### Data excerpts:
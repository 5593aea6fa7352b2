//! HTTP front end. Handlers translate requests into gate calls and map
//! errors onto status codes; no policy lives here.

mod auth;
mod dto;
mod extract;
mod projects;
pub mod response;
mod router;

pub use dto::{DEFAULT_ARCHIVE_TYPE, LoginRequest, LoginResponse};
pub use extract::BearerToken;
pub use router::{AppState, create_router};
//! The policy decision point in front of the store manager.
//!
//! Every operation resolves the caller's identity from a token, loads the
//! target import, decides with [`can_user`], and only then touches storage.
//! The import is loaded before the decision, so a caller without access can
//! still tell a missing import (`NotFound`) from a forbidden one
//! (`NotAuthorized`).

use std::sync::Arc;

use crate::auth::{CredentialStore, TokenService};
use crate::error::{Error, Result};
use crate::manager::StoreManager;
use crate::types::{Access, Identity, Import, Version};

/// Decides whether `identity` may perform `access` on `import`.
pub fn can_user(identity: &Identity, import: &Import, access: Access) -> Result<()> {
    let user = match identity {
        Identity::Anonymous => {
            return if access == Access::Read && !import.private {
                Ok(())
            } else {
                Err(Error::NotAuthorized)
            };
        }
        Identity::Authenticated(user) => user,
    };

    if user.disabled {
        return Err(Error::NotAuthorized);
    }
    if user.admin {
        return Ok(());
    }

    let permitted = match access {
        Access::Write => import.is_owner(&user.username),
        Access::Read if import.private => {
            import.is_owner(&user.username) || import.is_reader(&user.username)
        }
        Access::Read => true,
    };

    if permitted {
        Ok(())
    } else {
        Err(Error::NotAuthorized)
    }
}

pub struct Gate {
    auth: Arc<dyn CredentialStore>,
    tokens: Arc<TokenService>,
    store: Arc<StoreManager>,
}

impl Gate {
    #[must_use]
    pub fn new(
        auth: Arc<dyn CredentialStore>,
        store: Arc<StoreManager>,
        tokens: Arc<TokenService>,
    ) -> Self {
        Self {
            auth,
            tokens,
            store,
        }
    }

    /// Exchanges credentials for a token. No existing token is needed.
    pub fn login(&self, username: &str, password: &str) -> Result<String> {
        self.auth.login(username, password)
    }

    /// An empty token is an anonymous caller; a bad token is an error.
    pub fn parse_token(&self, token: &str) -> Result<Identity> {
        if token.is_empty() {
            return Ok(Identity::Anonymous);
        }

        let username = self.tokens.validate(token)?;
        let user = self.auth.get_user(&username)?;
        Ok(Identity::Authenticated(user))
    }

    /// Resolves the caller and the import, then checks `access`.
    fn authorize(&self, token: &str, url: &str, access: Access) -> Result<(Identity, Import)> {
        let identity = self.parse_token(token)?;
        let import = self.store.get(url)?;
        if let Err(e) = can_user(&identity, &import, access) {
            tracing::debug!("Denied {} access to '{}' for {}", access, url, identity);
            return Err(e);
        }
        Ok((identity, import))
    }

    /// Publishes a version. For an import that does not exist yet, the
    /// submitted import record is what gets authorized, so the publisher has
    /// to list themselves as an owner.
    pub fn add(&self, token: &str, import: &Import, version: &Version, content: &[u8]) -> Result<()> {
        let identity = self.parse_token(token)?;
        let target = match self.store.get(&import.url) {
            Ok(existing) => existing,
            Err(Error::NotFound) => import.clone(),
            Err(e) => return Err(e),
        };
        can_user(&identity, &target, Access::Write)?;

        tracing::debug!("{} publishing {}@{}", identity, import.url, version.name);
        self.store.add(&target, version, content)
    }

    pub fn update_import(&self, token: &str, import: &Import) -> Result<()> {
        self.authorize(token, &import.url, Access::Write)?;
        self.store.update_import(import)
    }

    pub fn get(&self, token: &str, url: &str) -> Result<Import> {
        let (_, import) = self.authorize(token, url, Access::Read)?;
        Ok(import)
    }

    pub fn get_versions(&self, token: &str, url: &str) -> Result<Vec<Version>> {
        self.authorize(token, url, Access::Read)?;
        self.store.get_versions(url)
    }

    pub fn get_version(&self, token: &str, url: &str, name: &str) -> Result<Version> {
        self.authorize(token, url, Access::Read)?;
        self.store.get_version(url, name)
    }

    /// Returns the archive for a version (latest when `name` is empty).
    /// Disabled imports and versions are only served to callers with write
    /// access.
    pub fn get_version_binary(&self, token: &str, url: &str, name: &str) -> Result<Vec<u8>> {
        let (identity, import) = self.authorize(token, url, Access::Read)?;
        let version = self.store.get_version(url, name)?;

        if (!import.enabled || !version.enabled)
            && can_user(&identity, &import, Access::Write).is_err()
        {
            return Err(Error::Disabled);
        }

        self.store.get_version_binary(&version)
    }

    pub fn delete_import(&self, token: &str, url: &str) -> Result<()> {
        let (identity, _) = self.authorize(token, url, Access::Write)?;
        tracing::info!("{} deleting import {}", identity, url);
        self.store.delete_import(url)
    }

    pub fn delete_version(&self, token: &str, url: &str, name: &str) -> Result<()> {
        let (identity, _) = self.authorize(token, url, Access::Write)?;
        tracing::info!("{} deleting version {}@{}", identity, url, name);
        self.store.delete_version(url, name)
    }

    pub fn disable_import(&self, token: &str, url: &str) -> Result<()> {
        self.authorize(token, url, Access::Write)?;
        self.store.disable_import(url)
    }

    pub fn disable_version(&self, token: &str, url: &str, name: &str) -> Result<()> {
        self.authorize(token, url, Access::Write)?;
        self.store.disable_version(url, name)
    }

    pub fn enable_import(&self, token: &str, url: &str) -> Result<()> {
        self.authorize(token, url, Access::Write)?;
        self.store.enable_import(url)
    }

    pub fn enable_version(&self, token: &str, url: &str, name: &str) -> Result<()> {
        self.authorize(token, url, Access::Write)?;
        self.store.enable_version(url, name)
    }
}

### Brief:
Copy out the records in full, matching every line character for character.

### Exercise output:
repository 5593aea6fa7352b2
//! HTTP front end. Handlers translate requests into gate calls and map
//! errors onto status codes; no policy lives here.

mod auth;
mod dto;
mod extract;
mod projects;
pub mod response;
mod router;

pub use dto::{DEFAULT_ARCHIVE_TYPE, LoginRequest, LoginResponse};
pub use extract::BearerToken;
pub use router::{AppState, create_router};
//! The policy decision point in front of the store manager.
//!
//! Every operation resolves the caller's identity from a token, loads the
//! target import, decides with [`can_user`], and only then touches storage.
//! The import is loaded before the decision, so a caller without access can
//! still tell a missing import (`NotFound`) from a forbidden one
//! (`NotAuthorized`).

use std::sync::Arc;

use crate::auth::{CredentialStore, TokenService};
use crate::error::{Error, Result};
use crate::manager::StoreManager;
use crate::types::{Access, Identity, Import, Version};

/// Decides whether `identity` may perform `access` on `import`.
pub fn can_user(identity: &Identity, import: &Import, access: Access) -> Result<()> {
    let user = match identity {
        Identity::Anonymous => {
            return if access == Access::Read && !import.private {
                Ok(())
            } else {
                Err(Error::NotAuthorized)
            };
        }
        Identity::Authenticated(user) => user,
    };

    if user.disabled {
        return Err(Error::NotAuthorized);
    }
    if user.admin {
        return Ok(());
    }

    let permitted = match access {
        Access::Write => import.is_owner(&user.username),
        Access::Read if import.private => {
            import.is_owner(&user.username) || import.is_reader(&user.username)
        }
        Access::Read => true,
    };

    if permitted {
        Ok(())
    } else {
        Err(Error::NotAuthorized)
    }
}

pub struct Gate {
    auth: Arc<dyn CredentialStore>,
    tokens: Arc<TokenService>,
    store: Arc<StoreManager>,
}

impl Gate {
    #[must_use]
    pub fn new(
        auth: Arc<dyn CredentialStore>,
        store: Arc<StoreManager>,
        tokens: Arc<TokenService>,
    ) -> Self {
        Self {
            auth,
            tokens,
            store,
        }
    }

    /// Exchanges credentials for a token. No existing token is needed.
    pub fn login(&self, username: &str, password: &str) -> Result<String> {
        self.auth.login(username, password)
    }

    /// An empty token is an anonymous caller; a bad token is an error.
    pub fn parse_token(&self, token: &str) -> Result<Identity> {
        if token.is_empty() {
            return Ok(Identity::Anonymous);
        }

        let username = self.tokens.validate(token)?;
        let user = self.auth.get_user(&username)?;
        Ok(Identity::Authenticated(user))
    }

    /// Resolves the caller and the import, then checks `access`.
    fn authorize(&self, token: &str, url: &str, access: Access) -> Result<(Identity, Import)> {
        let identity = self.parse_token(token)?;
        let import = self.store.get(url)?;
        if let Err(e) = can_user(&identity, &import, access) {
            tracing::debug!("Denied {} access to '{}' for {}", access, url, identity);
            return Err(e);
        }
        Ok((identity, import))
    }

    /// Publishes a version. For an import that does not exist yet, the
    /// submitted import record is what gets authorized, so the publisher has
    /// to list themselves as an owner.
    pub fn add(&self, token: &str, import: &Import, version: &Version, content: &[u8]) -> Result<()> {
        let identity = self.parse_token(token)?;
        let target = match self.store.get(&import.url) {
            Ok(existing) => existing,
            Err(Error::NotFound) => import.clone(),
            Err(e) => return Err(e),
        };
        can_user(&identity, &target, Access::Write)?;

        tracing::debug!("{} publishing {}@{}", identity, import.url, version.name);
        self.store.add(&target, version, content)
    }

    pub fn update_import(&self, token: &str, import: &Import) -> Result<()> {
        self.authorize(token, &import.url, Access::Write)?;
        self.store.update_import(import)
    }

    pub fn get(&self, token: &str, url: &str) -> Result<Import> {
        let (_, import) = self.authorize(token, url, Access::Read)?;
        Ok(import)
    }

    pub fn get_versions(&self, token: &str, url: &str) -> Result<Vec<Version>> {
        self.authorize(token, url, Access::Read)?;
        self.store.get_versions(url)
    }

    pub fn get_version(&self, token: &str, url: &str, name: &str) -> Result<Version> {
        self.authorize(token, url, Access::Read)?;
        self.store.get_version(url, name)
    }

    /// Returns the archive for a version (latest when `name` is empty).
    /// Disabled imports and versions are only served to callers with write
    /// access.
    pub fn get_version_binary(&self, token: &str, url: &str, name: &str) -> Result<Vec<u8>> {
        let (identity, import) = self.authorize(token, url, Access::Read)?;
        let version = self.store.get_version(url, name)?;

        if (!import.enabled || !version.enabled)
            && can_user(&identity, &import, Access::Write).is_err()
        {
            return Err(Error::Disabled);
        }

        self.store.get_version_binary(&version)
    }

    pub fn delete_import(&self, token: &str, url: &str) -> Result<()> {
        let (identity, _) = self.authorize(token, url, Access::Write)?;
        tracing::info!("{} deleting import {}", identity, url);
        self.store.delete_import(url)
    }

    pub fn delete_version(&self, token: &str, url: &str, name: &str) -> Result<()> {
        let (identity, _) = self.authorize(token, url, Access::Write)?;
        tracing::info!("{} deleting version {}@{}", identity, url, name);
        self.store.delete_version(url, name)
    }

    pub fn disable_import(&self, token: &str, url: &str) -> Result<()> {
        self.authorize(token, url, Access::Write)?;
        self.store.disable_import(url)
    }

    pub fn disable_version(&self, token: &str, url: &str, name: &str) -> Result<()> {
        self.authorize(token, url, Access::Write)?;
        self.store.disable_version(url, name)
    }

    pub fn enable_import(&self, token: &str, url: &str) -> Result<()> {
        self.authorize(token, url, Access::Write)?;
        self.store.enable_import(url)
    }

    pub fn enable_version(&self, token: &str, url: &str, name: &str) -> Result<()> {
        self.authorize(token, url, Access::Write)?;
        self.store.enable_version(url, name)
    }
}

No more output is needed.